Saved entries
=====

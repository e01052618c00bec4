//! Interpolation in tabulated one-dimensional functions.

use crate::io::utils as io_utils;
use ndarray::prelude::*;
use std::{io, path::Path};

/// Floating-point precision to use for interpolation.
#[allow(non_camel_case_types)]
pub type fip = f64;

/// A function tabulated at strictly increasing coordinates.
#[derive(Clone, Debug)]
pub struct LookupTable1 {
    coords: Array1<fip>,
    values: Array1<fip>,
}

impl LookupTable1 {
    /// Creates a new table from the given coordinates and values.
    ///
    /// # Errors
    ///
    /// Returns an `InvalidData` error if the columns differ in length, contain
    /// fewer than two entries, contain non-finite numbers or if the coordinates
    /// are not strictly increasing.
    pub fn new(coords: Vec<fip>, values: Vec<fip>) -> io::Result<Self> {
        if coords.len() != values.len() {
            return Err(invalid_data(format!(
                "Number of coordinates ({}) and values ({}) differ",
                coords.len(),
                values.len()
            )));
        }
        if coords.len() < 2 {
            return Err(invalid_data(
                "A lookup table needs at least two entries".to_string(),
            ));
        }
        if coords.iter().chain(values.iter()).any(|x| !x.is_finite()) {
            return Err(invalid_data(
                "Lookup table contains non-finite numbers".to_string(),
            ));
        }
        if coords.windows(2).any(|pair| pair[1] <= pair[0]) {
            return Err(invalid_data(
                "Lookup table coordinates are not strictly increasing".to_string(),
            ));
        }
        Ok(Self {
            coords: Array1::from(coords),
            values: Array1::from(values),
        })
    }

    /// Reads a table from a text file with (at least) two whitespace separated
    /// columns, multiplying the coordinates and values with the given scales.
    pub fn from_text_file<P: AsRef<Path>>(
        file_path: P,
        coord_scale: fip,
        value_scale: fip,
    ) -> io::Result<Self> {
        let file_path = file_path.as_ref();
        let text = io_utils::read_text_file(file_path)?;
        let mut columns = io_utils::parse_numerical_columns(&text, 2).map_err(|err| {
            invalid_data(format!("Invalid table in {}: {}", file_path.display(), err))
        })?;
        let values = columns.pop().unwrap_or_default();
        let coords = columns.pop().unwrap_or_default();
        Self::new(
            coords.into_iter().map(|x| x * coord_scale).collect(),
            values.into_iter().map(|y| y * value_scale).collect(),
        )
        .map_err(|err| invalid_data(format!("Invalid table in {}: {}", file_path.display(), err)))
    }

    pub fn coords(&self) -> ArrayView1<fip> {
        self.coords.view()
    }

    pub fn values(&self) -> ArrayView1<fip> {
        self.values.view()
    }

    pub fn min_coord(&self) -> fip {
        self.coords[0]
    }

    pub fn max_coord(&self) -> fip {
        self.coords[self.coords.len() - 1]
    }

    /// Finds the index of the lower node of the table segment containing `coord`,
    /// or `None` if `coord` lies outside the table.
    fn find_segment(&self, coord: fip) -> Option<usize> {
        if !(coord >= self.min_coord() && coord <= self.max_coord()) {
            return None;
        }
        let coords = self
            .coords
            .as_slice()
            .expect("Lookup table coordinates not contiguous");
        let upper_idx = coords.partition_point(|&x| x <= coord);
        Some(usize::min(upper_idx.saturating_sub(1), coords.len() - 2))
    }

    /// Interpolates linearly in the table, returning `None` outside its range.
    pub fn linear(&self, coord: fip) -> Option<fip> {
        self.find_segment(coord).map(|idx| {
            let (x0, x1) = (self.coords[idx], self.coords[idx + 1]);
            let (y0, y1) = (self.values[idx], self.values[idx + 1]);
            y0 + (y1 - y0) * (coord - x0) / (x1 - x0)
        })
    }

    /// Interpolates linearly in log-log space, returning `None` outside the
    /// table range.
    ///
    /// Segments with non-positive end values fall back to linear interpolation.
    pub fn log_log(&self, coord: fip) -> Option<fip> {
        self.find_segment(coord).map(|idx| {
            let (x0, x1) = (self.coords[idx], self.coords[idx + 1]);
            let (y0, y1) = (self.values[idx], self.values[idx + 1]);
            if x0 > 0.0 && y0 > 0.0 && y1 > 0.0 {
                let slope = fip::ln(y1 / y0) / fip::ln(x1 / x0);
                y0 * fip::powf(coord / x0, slope)
            } else {
                y0 + (y1 - y0) * (coord - x0) / (x1 - x0)
            }
        })
    }
}

fn invalid_data(message: String) -> io::Error {
    io::Error::new(io::ErrorKind::InvalidData, message)
}

#[cfg(test)]
mod tests {
    use super::*;
    use approx::assert_relative_eq;
    use std::io::Write;

    #[test]
    fn linear_interpolation_works() {
        let table = LookupTable1::new(vec![0.0, 1.0, 3.0], vec![0.0, 2.0, 6.0]).unwrap();
        assert_relative_eq!(table.linear(0.5).unwrap(), 1.0);
        assert_relative_eq!(table.linear(2.0).unwrap(), 4.0);
        assert_relative_eq!(table.linear(3.0).unwrap(), 6.0);
        assert!(table.linear(-0.1).is_none());
        assert!(table.linear(3.1).is_none());
    }

    #[test]
    fn log_log_interpolation_reproduces_power_laws() {
        let coords = vec![1.0, 10.0, 100.0];
        let values: Vec<_> = coords.iter().map(|&x: &f64| x.powf(-2.5)).collect();
        let table = LookupTable1::new(coords, values).unwrap();
        assert_relative_eq!(
            table.log_log(31.6).unwrap(),
            31.6_f64.powf(-2.5),
            max_relative = 1e-12
        );
    }

    #[test]
    fn invalid_tables_are_rejected() {
        assert!(LookupTable1::new(vec![0.0], vec![1.0]).is_err());
        assert!(LookupTable1::new(vec![0.0, 1.0], vec![1.0]).is_err());
        assert!(LookupTable1::new(vec![1.0, 0.0], vec![1.0, 2.0]).is_err());
        assert!(LookupTable1::new(vec![0.0, fip::NAN], vec![1.0, 2.0]).is_err());
    }

    #[test]
    fn tables_are_read_from_text_files() {
        let mut file = tempfile::NamedTempFile::new().unwrap();
        writeln!(file, "# x y").unwrap();
        writeln!(file, "1 10").unwrap();
        writeln!(file, "2 20").unwrap();
        let table = LookupTable1::from_text_file(file.path(), 2.0, 0.5).unwrap();
        assert_relative_eq!(table.min_coord(), 2.0);
        assert_relative_eq!(table.max_coord(), 4.0);
        assert_relative_eq!(table.linear(3.0).unwrap(), 7.5);
    }
}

=====

Exercise brief =
Give back, unchanged, the line that holds "let mut file" along with all lines after it through the last line above.

Task output =
        let mut file = tempfile::NamedTempFile::new().unwrap();
        writeln!(file, "# x y").unwrap();
        writeln!(file, "1 10").unwrap();
        writeln!(file, "2 20").unwrap();
        let table = LookupTable1::from_text_file(file.path(), 2.0, 0.5).unwrap();
        assert_relative_eq!(table.min_coord(), 2.0);
        assert_relative_eq!(table.max_coord(), 4.0);
        assert_relative_eq!(table.linear(3.0).unwrap(), 7.5);
    }
}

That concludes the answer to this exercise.